All he wanted was to be around show people and remain a part of their world.

The early years as a sideman with Walter Page’s Blue Devils and with the Bennie Moten Orchestra, in which he and Moten played piano, make an absorbing documentation of black urban life. The further the story moves along, however, the more we are inundated with irrelevant details (“The movie that week was Ricardo Cortez in ‘City Girl’ ”) and dubious facts.

Having known Basie almost as long as his discoverer, John Hammond (I met him during his $21-a-week Reno Club days in Kansas City, saw him frequently until his death in 1984, and even wrote a couple of arrangements for the band), I found it particularly easy to spot the gaps in Basie’s recall.

The introduction states that he will avoid gossip but will not “leave out anything just because it is personal.” Yet a glaring personal omission is the great trauma in the lives of Katy and Bill Basie: Their only child, Diane, was severly handicapped and still requires constant care.
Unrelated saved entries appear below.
mod app;
mod cli;
mod config;
mod consts;
mod core;
mod error;
mod meraki;
mod report;
mod utils;

use std::process::ExitCode;

use clap::Parser;
use tracing::{info, warn};

use cli::Cli;
use config::{Config, ConfigOrigin, RunConfig};
use error::AppError;
use utils::init_logging;

fn main() -> ExitCode {
    let cli = Cli::parse();
    init_logging(cli.debug);

    match run(&cli) {
        Ok(()) => ExitCode::SUCCESS,
        Err(e) => {
            eprintln!("Error: {e}");
            ExitCode::FAILURE
        }
    }
}

fn run(cli: &Cli) -> Result<(), AppError> {
    // A .env file wins over variables already set in the process.
    match dotenvy::dotenv_override() {
        Ok(path) => info!("Loaded environment from {}", path.display()),
        Err(e) if e.not_found() => {}
        Err(e) => warn!("Ignoring .env file: {e}"),
    }

    let (file_config, origin) = Config::load(cli.config.as_deref())?;
    if let ConfigOrigin::File(path) = &origin {
        info!("Loaded config from {}", path.display());
    }

    let config = RunConfig::resolve(cli, &file_config, |name| std::env::var(name).ok())?;
    app::run(cli, &config)
}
The errors of commission, though minor at times, could have been checked. Jeanne Taylor is described as “our new girl singer” in 1947 (an amazing coup if true, since Taylor is a very blond white woman; she was with Basie only on a record date). Hot Lips Page, the trumpeter, is described as “the emcee” of a 20th anniversary party for the band, which I attended; Page that night was dying in a New York hospital.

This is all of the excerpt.